■ **About this task**
Exactly as they appear, restate the lines of the material, from the first through the one containing "use crate::model::ZapdeskConfig;".

■ **Records supplied**
• • •
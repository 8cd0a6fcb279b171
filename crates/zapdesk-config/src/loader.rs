// SPDX-FileCopyrightText: 2026 Zapdesk Contributors
// SPDX-License-Identifier: MIT OR Apache-2.0

//! Configuration loader using Figment for layered config merging.
//!
//! Supports XDG hierarchy: `./zapdesk.toml` > `~/.config/zapdesk/zapdesk.toml` > `/etc/zapdesk/zapdesk.toml`
//! with environment variable overrides via `ZAPDESK_` prefix.

#![allow(clippy::result_large_err)] // figment::Error is external and cannot be boxed without wrapper

use std::path::Path;

use figment::{
    providers::{Env, Format, Serialized, Toml},
    Figment,
};

use crate::diagnostic::SECTION_KEYS;
use crate::model::ZapdeskConfig;

/// Load configuration from the standard XDG hierarchy with env var overrides.
///
/// Merge order (later overrides earlier):
/// 1. Compiled defaults
/// 2. `/etc/zapdesk/zapdesk.toml` (system-wide)
/// 3. `~/.config/zapdesk/zapdesk.toml` (user XDG config)
/// 4. `./zapdesk.toml` (local directory)
/// 5. `ZAPDESK_*` environment variables
pub fn load_config() -> Result<ZapdeskConfig, figment::Error> {
    Figment::new()
        .merge(Serialized::defaults(ZapdeskConfig::default()))
        .merge(Toml::file("/etc/zapdesk/zapdesk.toml"))
        .merge(Toml::file(
            dirs::config_dir()
                .map(|d| d.join("zapdesk/zapdesk.toml"))
                .unwrap_or_default(),
        ))
        .merge(Toml::file("zapdesk.toml"))
        .merge(env_provider())
        .extract()
}

/// Load configuration from a specific TOML file path only (no XDG lookup).
///
/// Used for testing and explicit config file specification.
pub fn load_config_from_str(toml_content: &str) -> Result<ZapdeskConfig, figment::Error> {
    Figment::new()
        .merge(Serialized::defaults(ZapdeskConfig::default()))
        .merge(Toml::string(toml_content))
        .extract()
}

/// Load configuration from a specific file path with env var overrides.
pub fn load_config_from_path(path: &Path) -> Result<ZapdeskConfig, figment::Error> {
    Figment::new()
        .merge(Serialized::defaults(ZapdeskConfig::default()))
        .merge(Toml::file(path))
        .merge(env_provider())
        .extract()
}

/// Build the Figment used internally for config loading (exposed for diagnostic use).
///
/// Returns the Figment before extraction so callers can inspect metadata.
pub fn build_figment() -> Figment {
    Figment::new()
        .merge(Serialized::defaults(ZapdeskConfig::default()))
        .merge(Toml::file("/etc/zapdesk/zapdesk.toml"))
        .merge(Toml::file(
            dirs::config_dir()
                .map(|d| d.join("zapdesk/zapdesk.toml"))
                .unwrap_or_default(),
        ))
        .merge(Toml::file("zapdesk.toml"))
        .merge(env_provider())
}

/// Create the environment variable provider using explicit `map()` for section-to-dot mapping.
///
/// CRITICAL: Uses `Env::map()` NOT `Env::split("_")` to avoid ambiguity with
/// underscore-containing key names. For example, `ZAPDESK_META_APP_SECRET` must
/// map to `meta.app_secret`, not `meta.app.secret`.
fn env_provider() -> Env {
    Env::prefixed("ZAPDESK_").map(|key| {
        // `key` is the lowercased env var name with prefix stripped.
        // Example: ZAPDESK_EVOLUTION_API_KEY -> "evolution_api_key"
        let key_str = key.as_str();
        for (section, _) in SECTION_KEYS {
            if let Some(rest) = key_str.strip_prefix(section)
                && let Some(field) = rest.strip_prefix('_')
            {
                return format!("{section}.{field}").into();
            }
        }
        key_str.to_string().into()
    })
}

#[cfg(test)]
mod tests {
    use super::*;

    #[test]
    fn section_table_covers_every_key() {
        let defaults = figment::providers::Serialized::defaults(ZapdeskConfig::default());
        let value = Figment::from(defaults).extract::<figment::value::Dict>().unwrap();
        for (section, fields) in &value {
            let keys = SECTION_KEYS
                .iter()
                .find(|(name, _)| name == section)
                .map(|(_, keys)| *keys)
                .unwrap_or_else(|| panic!("section `{section}` missing from SECTION_KEYS"));
            let fields = fields.as_dict().expect("section is a table");
            for field in fields.keys() {
                assert!(keys.contains(&field.as_str()), "`{section}.{field}` missing");
            }
        }
    }

    #[test]
    fn env_var_maps_to_section_field() {
        figment::Jail::expect_with(|jail| {
            jail.set_env("ZAPDESK_WPPCONNECT_SECRET_KEY", "s3cr3t");
            let config: ZapdeskConfig = Figment::from(Serialized::defaults(ZapdeskConfig::default()))
                .merge(env_provider())
                .extract()?;
            assert_eq!(config.wppconnect.secret_key.as_deref(), Some("s3cr3t"));
            Ok(())
        });
    }
}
• • •
■ **Written solution**
repository 8cd0a6fcb279b171
filename crates/zapdesk-config/src/loader.rs
// SPDX-FileCopyrightText: 2026 Zapdesk Contributors
// SPDX-License-Identifier: MIT OR Apache-2.0

//! Configuration loader using Figment for layered config merging.
//!
//! Supports XDG hierarchy: `./zapdesk.toml` > `~/.config/zapdesk/zapdesk.toml` > `/etc/zapdesk/zapdesk.toml`
//! with environment variable overrides via `ZAPDESK_` prefix.

#![allow(clippy::result_large_err)] // figment::Error is external and cannot be boxed without wrapper

use std::path::Path;

use figment::{
    providers::{Env, Format, Serialized, Toml},
    Figment,
};

use crate::diagnostic::SECTION_KEYS;
use crate::model::ZapdeskConfig;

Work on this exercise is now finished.